One of the body's primary strategies for regulating its genome is a kind of targeted gene silencing orchestrated by small molecules called microRNAs, or miRNAs.
First observed only a few years ago, these molecules appear to inactivate messenger RNA, itself responsible for translating genes into proteins. Scientists have been eager to know more about miRNAs, clearly important players on the genetic field despite having gone unnoticed for so long. How are they produced? And how do they work?
In a series of studies published over the past year, a research team at The Wistar Institute has provided considerable insight into the world of miRNAs. In their first study, which appeared last year in Nature, they identified a two-protein complex, called the microprocessor, which controls the earliest steps in the creation of miRNAs in the cell nucleus. In their next study, published in Nature earlier this year, the Wistar group described a three-protein complex that picks up the process in the cell cytoplasm and carries it through to the maturation of the finished miRNAs.
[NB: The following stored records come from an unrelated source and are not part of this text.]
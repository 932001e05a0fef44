use super::*;

#[test]
fn snapping_keeps_near_integers_exact() {
    assert_eq!(snap_floor(2.0 - 1e-12), 2);
    assert_eq!(snap_ceil(2.0 + 1e-12), 2);
    assert_eq!(snap_floor(-0.5), -1);
    assert_eq!(snap_ceil(0.5), 1);
    assert_eq!(snap_floor(f64::NAN), 0);
}

#[test]
fn quadrant_rotations_compose_exactly() {
    let q = quadrant_rotation(1);
    assert_eq!(q * q * q * q, Affine::IDENTITY);
    assert_eq!(quadrant_rotation(-1), quadrant_rotation(3));
    assert_eq!(q * q, quadrant_rotation(2));
}

#[test]
fn quadrant_box_is_exact() {
    let b = BoundingBox::from_size(40, 20);
    let r = transform_bounds(quadrant_rotation(1), b);
    assert_eq!(r, BoundingBox::new(-20, 0, 0, 40));
}

#[test]
fn general_rotation_grows_box() {
    let b = BoundingBox::from_size(10, 10);
    let r = transform_bounds(Affine::rotate(degrees_to_radians(45.0)), b);
    // diagonal of a 10x10 square is ~14.14
    assert_eq!(r.width(), 16);
    assert!(r.width() > b.width());
}

#[test]
fn premultiply_roundtrips_opaque_and_clears_transparent() {
    assert_eq!(premultiply([10, 20, 30, 255]), [10, 20, 30, 255]);
    assert_eq!(premultiply([10, 20, 30, 0]), [0, 0, 0, 0]);
    assert_eq!(unpremultiply(premultiply([200, 100, 0, 128]))[3], 128);
    let back = unpremultiply(premultiply([200, 100, 0, 128]));
    assert!((i32::from(back[0]) - 200).abs() <= 1);
    assert!((i32::from(back[1]) - 100).abs() <= 1);
}
//! Leaf shapes and their parameter structs.
//!
//! Every primitive has exactly one constructor on [`Image`] taking its parameter struct.
//! Unset fields come from `Default`: black, outlined, regular style.

use crate::foundation::core::{BoundingBox, Color, DrawMode, Point, TextStyle, coord};
use crate::foundation::error::PicturaResult;
use crate::model::node::{Image, Node};
use crate::text::metrics::TextMetrics;

/// Font size used when a [`Text`] is built with `..Default::default()`.
pub const DEFAULT_TEXT_SIZE: f32 = 14.0;

/// Axis-aligned rectangle with its top-left corner at the origin.
#[derive(Clone, Copy, Debug, Default, PartialEq, Eq, Hash)]
pub struct Rectangle {
    pub width: u32,
    pub height: u32,
    pub color: Color,
    pub mode: DrawMode,
}

impl Rectangle {
    /// Black outlined rectangle of the given size.
    pub fn new(width: u32, height: u32) -> Self {
        Self {
            width,
            height,
            ..Self::default()
        }
    }

    pub fn bounds(&self) -> BoundingBox {
        BoundingBox::from_size(self.width, self.height)
    }
}

/// Ellipse inscribed in a `width` x `height` box at the origin.
#[derive(Clone, Copy, Debug, Default, PartialEq, Eq, Hash)]
pub struct Ellipse {
    pub width: u32,
    pub height: u32,
    pub color: Color,
    pub mode: DrawMode,
}

impl Ellipse {
    pub fn new(width: u32, height: u32) -> Self {
        Self {
            width,
            height,
            ..Self::default()
        }
    }

    pub fn bounds(&self) -> BoundingBox {
        BoundingBox::from_size(self.width, self.height)
    }
}

/// Circle either anchored with its box at the origin (`center: None`) or centered on an
/// explicit point.
#[derive(Clone, Copy, Debug, Default, PartialEq, Eq, Hash)]
pub struct Circle {
    pub radius: u32,
    pub center: Option<Point>,
    pub color: Color,
    pub mode: DrawMode,
}

impl Circle {
    /// Black outlined circle anchored at the origin.
    pub fn new(radius: u32) -> Self {
        Self {
            radius,
            ..Self::default()
        }
    }

    /// Black outlined circle around `center`.
    pub fn centered(center: Point, radius: u32) -> Self {
        Self {
            radius,
            center: Some(center),
            ..Self::default()
        }
    }

    /// Center point in image coordinates.
    pub fn center_point(&self) -> Point {
        let r = coord(self.radius);
        self.center.unwrap_or(Point::new(r, r))
    }

    pub fn bounds(&self) -> BoundingBox {
        let r = coord(self.radius);
        let c = self.center_point();
        BoundingBox::new(
            c.x.saturating_sub(r),
            c.y.saturating_sub(r),
            c.x.saturating_add(r),
            c.y.saturating_add(r),
        )
    }
}

/// Closed polygon through `points`; two points make a line segment.
///
/// Vertices are kept in the coordinates given, so the box may start at negative values.
#[derive(Clone, Debug, Default, PartialEq, Eq, Hash)]
pub struct Polygon {
    pub points: Vec<Point>,
    pub color: Color,
    pub mode: DrawMode,
}

impl Polygon {
    /// Black outlined polygon through `points`.
    pub fn new(points: impl IntoIterator<Item = Point>) -> Self {
        Self {
            points: points.into_iter().collect(),
            ..Self::default()
        }
    }

    /// Two-point segment.
    pub fn line(from: Point, to: Point) -> Self {
        Self::new([from, to])
    }

    /// Three-point polygon.
    pub fn triangle(p1: Point, p2: Point, p3: Point) -> Self {
        Self::new([p1, p2, p3])
    }

    pub fn bounds(&self) -> BoundingBox {
        let Some(first) = self.points.first() else {
            return BoundingBox::EMPTY;
        };
        let (mut min_x, mut min_y, mut max_x, mut max_y) = (first.x, first.y, first.x, first.y);
        for p in &self.points[1..] {
            min_x = min_x.min(p.x);
            min_y = min_y.min(p.y);
            max_x = max_x.max(p.x);
            max_y = max_y.max(p.y);
        }
        BoundingBox::new(min_x, min_y, max_x, max_y)
    }
}

/// Parameters of a text node; the box comes from a [`TextMetrics`].
#[derive(Clone, Debug, PartialEq)]
pub struct Text {
    pub text: String,
    pub size: f32,
    pub style: TextStyle,
    pub color: Color,
}

impl Text {
    /// Default-styled text.
    pub fn new(text: impl Into<String>) -> Self {
        Self {
            text: text.into(),
            ..Self::default()
        }
    }
}

impl Default for Text {
    fn default() -> Self {
        Self {
            text: String::new(),
            size: DEFAULT_TEXT_SIZE,
            style: TextStyle::Regular,
            color: Color::BLACK,
        }
    }
}

/// A text node: the parameters plus the box reported by the metrics collaborator.
#[derive(Clone, Debug, PartialEq)]
pub struct TextImage {
    pub(crate) params: Text,
    pub(crate) bounds: BoundingBox,
}

impl TextImage {
    /// Parameters the node was built from.
    pub fn params(&self) -> &Text {
        &self.params
    }

    pub fn bounds(&self) -> BoundingBox {
        self.bounds
    }
}

impl Image {
    /// Rectangle leaf.
    pub fn rectangle(params: Rectangle) -> Self {
        Self::from_node(Node::Rectangle(params))
    }

    /// Ellipse leaf.
    pub fn ellipse(params: Ellipse) -> Self {
        Self::from_node(Node::Ellipse(params))
    }

    /// Circle leaf.
    pub fn circle(params: Circle) -> Self {
        Self::from_node(Node::Circle(params))
    }

    /// Polygon or line leaf.
    pub fn polygon(params: Polygon) -> Self {
        Self::from_node(Node::Polygon(params))
    }

    /// Text whose box is measured by `metrics`.
    pub fn text(params: Text, metrics: &mut dyn TextMetrics) -> PicturaResult<Self> {
        let bounds = metrics.measure(&params.text, params.size, params.style)?;
        Ok(Self::from_node(Node::Text(TextImage { params, bounds })))
    }
}

#[cfg(test)]
#[path = "../../tests/unit/model/primitives.rs"]
mod tests;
Now, in new findings published online November 3 in Cell, Wistar professor Ramin Shiekhattar, Ph.D., and his colleagues report that the three-protein complex has been identified as RISC, a previously glimpsed but ill-defined molecular complex known to be involved in gene silencing. RISC, the new study demonstrates, not only oversees production of miRNAs, as described in the earlier study this year, but is also responsible for miRNA specificity in silencing particular messenger RNAs.